Because there are so many potential combinations we need to be able to delete meshes we aren’t using anymore to free the memory, for this I’ve implemented a reference count where other systems like the ragdolls and player renderers register and deregister their use of the mesh. When the cache needs to be shrunk this count is checked to make sure we don’t kill anything we’re using. This allows us to share meshes across different systems for varying timescales.
These changes still need more thorough testing and might not make it to the next patch but it won’t be far off.
As well as the mesh caching I’ve been working on changes and fixes for the next ItemV2 update coming out Friday.
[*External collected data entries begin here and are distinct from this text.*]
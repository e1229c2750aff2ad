//! Init command - initialize configuration file.

use std::path::Path;

use fleetmap::config::{config_file_path, ConfigFile};

use crate::error::CliError;

/// Run the init command.
pub fn run() -> Result<(), CliError> {
    let path = config_file_path();
    let created = init_at(&path)?;

    if created {
        println!("Created configuration file: {}", path.display());
    } else {
        println!("Configuration file: {}", path.display());
        println!("Existing settings kept; missing keys filled with defaults.");
    }
    println!();
    println!("Edit this file or use 'fleetmap config set' to point at your position feed.");
    println!("CLI arguments override config file values when specified.");
    Ok(())
}

/// Write the configuration at `path`, keeping any existing values.
///
/// Returns `true` if the file did not exist before.
fn init_at(path: &Path) -> Result<bool, CliError> {
    let existed = path.exists();
    let config = if existed {
        ConfigFile::load_from(path)?
    } else {
        ConfigFile::default()
    };
    config.save_to(path)?;
    Ok(!existed)
}
//! Common types and utilities shared across CLI commands.

use clap::Args;
use fleetmap::config::ConfigFile;
use fleetmap::source::{HttpPositionSource, ReqwestClient};

use crate::error::CliError;

/// Position feed overrides shared by `fetch` and `run`.
#[derive(Debug, Clone, Default, Args)]
pub struct SourceArgs {
    /// Base URL of the tracking API (overrides source.url)
    #[arg(long, value_name = "URL")]
    pub url: Option<String>,

    /// Endpoint path relative to the base URL (overrides source.path)
    #[arg(long, value_name = "PATH")]
    pub endpoint: Option<String>,

    /// Request timeout in seconds (overrides source.timeout_secs)
    #[arg(long, value_name = "SECS")]
    pub timeout: Option<u64>,
}

/// Feed settings after applying CLI overrides to the config.
#[derive(Debug, Clone, PartialEq, Eq)]
pub struct ResolvedSource {
    pub url: String,
    pub path: String,
    pub timeout_secs: u64,
}

impl SourceArgs {
    /// CLI takes precedence, then config.
    pub fn resolve(&self, config: &ConfigFile) -> ResolvedSource {
        ResolvedSource {
            url: self.url.clone().unwrap_or_else(|| config.source.url.clone()),
            path: self
                .endpoint
                .clone()
                .unwrap_or_else(|| config.source.path.clone()),
            timeout_secs: self
                .timeout
                .unwrap_or(config.source.timeout_secs)
                .max(1),
        }
    }
}

/// Build the reqwest-backed position source.
pub fn build_source(
    args: &SourceArgs,
    config: &ConfigFile,
) -> Result<HttpPositionSource<ReqwestClient>, CliError> {
    let resolved = args.resolve(config);
    Ok(HttpPositionSource::reqwest(
        &resolved.url,
        &resolved.path,
        resolved.timeout_secs,
    )?)
}

/// Multi-threaded runtime for commands that do network I/O.
pub fn build_runtime() -> Result<tokio::runtime::Runtime, CliError> {
    tokio::runtime::Builder::new_multi_thread()
        .enable_all()
        .thread_name("fleetmap")
        .build()
        .map_err(|e| CliError::Runtime(format!("Failed to start async runtime: {}", e)))
}
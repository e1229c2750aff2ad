//! Feature store: the live set of entities behind the map.
//!
//! The store is an ordered sequence (render order) keyed by [`EntityId`]
//! for merging. It is owned by a single session task, so it carries no
//! locking of its own.
//!
//! # Merge policy
//!
//! Each refresh reconciles by id:
//!
//! - known id: coordinates updated, `selected` and `name` carried over
//! - new id: inserted unselected
//! - id missing from the fetch: removed
//!
//! The resulting order is the order of the latest fetch.

mod entity;

pub use entity::{EntityId, PositionRecord, TrackedEntity};

use std::collections::HashMap;
use std::fmt;
use std::mem;

use tracing::warn;

/// Counts describing what a merge changed.
#[derive(Debug, Clone, Copy, Default, PartialEq, Eq)]
pub struct MergeSummary {
    /// Entities that were not in the store before.
    pub added: usize,
    /// Entities that were already present (coordinates refreshed).
    pub updated: usize,
    /// Subset of `updated` whose coordinates actually changed.
    pub moved: usize,
    /// Entities dropped because the fetch no longer lists them.
    pub removed: usize,
    /// Records ignored because their id appeared earlier in the same fetch.
    pub duplicates: usize,
}

impl fmt::Display for MergeSummary {
    fn fmt(&self, f: &mut fmt::Formatter<'_>) -> fmt::Result {
        write!(
            f,
            "+{} ~{} ({} moved) -{}",
            self.added, self.updated, self.moved, self.removed
        )
    }
}

/// Ordered, id-keyed collection of tracked entities.
#[derive(Debug, Clone, Default)]
pub struct FeatureStore {
    entities: Vec<TrackedEntity>,
    index: HashMap<EntityId, usize>,
}

impl FeatureStore {
    /// Create an empty store.
    pub fn new() -> Self {
        Self::default()
    }

    /// Build a store from entities in render order.
    ///
    /// The first entity for each id wins; `selected` is reset to false.
    pub fn from_entities(entities: impl IntoIterator<Item = TrackedEntity>) -> Self {
        let mut store = Self::new();
        for mut entity in entities {
            if store.index.contains_key(&entity.id) {
                warn!(id = %entity.id, "Duplicate entity id in snapshot, ignoring");
                continue;
            }
            entity.selected = false;
            store.index.insert(entity.id.clone(), store.entities.len());
            store.entities.push(entity);
        }
        store
    }

    pub fn len(&self) -> usize {
        self.entities.len()
    }

    pub fn is_empty(&self) -> bool {
        self.entities.is_empty()
    }

    /// Entities in render order.
    pub fn entities(&self) -> &[TrackedEntity] {
        &self.entities
    }

    pub fn iter(&self) -> impl Iterator<Item = &TrackedEntity> {
        self.entities.iter()
    }

    pub fn get(&self, id: &str) -> Option<&TrackedEntity> {
        self.index.get(id).map(|&i| &self.entities[i])
    }

    pub fn contains(&self, id: &str) -> bool {
        self.index.contains_key(id)
    }

    /// Ids of all selected entities, in render order.
    pub fn selected_ids(&self) -> Vec<EntityId> {
        self.entities
            .iter()
            .filter(|e| e.selected)
            .map(|e| e.id.clone())
            .collect()
    }

    /// Reconcile freshly fetched records into the store.
    pub fn merge(&mut self, records: &[PositionRecord]) -> MergeSummary {
        let mut summary = MergeSummary::default();
        let mut previous: Vec<Option<TrackedEntity>> =
            mem::take(&mut self.entities).into_iter().map(Some).collect();
        let previous_index = mem::take(&mut self.index);

        let mut next = Vec::with_capacity(records.len());
        let mut next_index = HashMap::with_capacity(records.len());

        for record in records {
            if next_index.contains_key(&record.id) {
                summary.duplicates += 1;
                continue;
            }

            let carried = previous_index
                .get(&record.id)
                .and_then(|&i| previous[i].take());

            let entity = match carried {
                Some(mut entity) => {
                    summary.updated += 1;
                    if entity.position != record.position {
                        summary.moved += 1;
                        entity.position = record.position;
                    }
                    entity
                }
                None => {
                    summary.added += 1;
                    TrackedEntity::new(record.id.clone(), record.position)
                }
            };

            next_index.insert(entity.id.clone(), next.len());
            next.push(entity);
        }

        summary.removed = previous.iter().filter(|slot| slot.is_some()).count();
        if summary.duplicates > 0 {
            warn!(
                duplicates = summary.duplicates,
                "Fetch contained duplicate ids, kept first occurrence"
            );
        }

        self.entities = next;
        self.index = next_index;
        summary
    }

    /// Flip an entity's selected flag. Returns the new state.
    pub fn toggle(&mut self, id: &str) -> Option<bool> {
        let &i = self.index.get(id)?;
        let entity = &mut self.entities[i];
        entity.selected = !entity.selected;
        Some(entity.selected)
    }

    /// Deselect every entity except `keep`. Returns how many changed.
    pub fn deselect_all_except(&mut self, keep: &str) -> usize {
        let mut changed = 0;
        for entity in self.entities.iter_mut() {
            if entity.selected && entity.id.as_str() != keep {
                entity.selected = false;
                changed += 1;
            }
        }
        changed
    }
}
These include:
- Adding the AWM sniper Mils has been working on into the game to replace the FR18
- Fixing bugs with durability on the recurve bow
- Fixing vehicle spawn locations so chassis will once again spawn in towns
- Fixing the resolution options in the menu
- Fixing a bug where seeds could recolour your hat
- Fixing player and sleeper ragdolls sometimes not showing
- Removing our current motion blur effect due to some performance issues
- Simplifying pickaxe research costs so they don’t require a lower tier pickaxe
- Setting up the new vehicle icons and world items
These will show up in Friday’s update along with adding item repairing to the fabricator machines (the ones used to create the blueprint items).
Repairing won’t cost any resources but it will take some of your blueprints durability, currently we’ve got it set so you get about 4 full repairs for the same durability cost as crafting one item.
Keep in mind that the installed blueprint of the fabricator has to match the item you are trying to repair.
As well as repairing I’m going to give a balance pass to the early game, expect to see initial base construction get easier and food become easier to find.
TEHSPLATT
This week I made the 9mm ammo box, this has probably been my favourite one so far in terms of design. Each cardboard ammo box should be easily recognizable now based on colour alone, this is so you don’t have to sit there trying to read the boxes to find out what bullets they contain as this would be bad in a life or death situation. The muted and weird colour scheme came out nice and adds to that vintage ammo box feel which I really like.
I also made some new world items for the current vehicles as the old ones were just ripped straight off the vehicles themselves, where as these ones are a bit more manageable. As a car guy I love engines but as a 3D artist I hate them, they have so many little lumps and bumps they can easily eat up your poly budget. The large holes running along the sides/top looked terrible when they were just blobs of black texture pretending to be holes but I found a solution that wouldn’t destroy my poly budget, it involved using an alpha cut up across the top and cones with a gradient to give the holes a sense of depth, this worked out really well which is nice.
Here’s a picture of the engine and transmission together. The rust was was done for both stylistic, practical and logical reasons. One of the main reasons was I felt shiny objects this large rolling around the world wouldn’t look so great and a few tests proved I was right, this is also the real state that these parts would be in if they were just left half buried in conditions like Hurtworld’s. I also think contrasting PBR materials works really well so having the matte rust mixed with the shiny paint adds something interesting for the eye.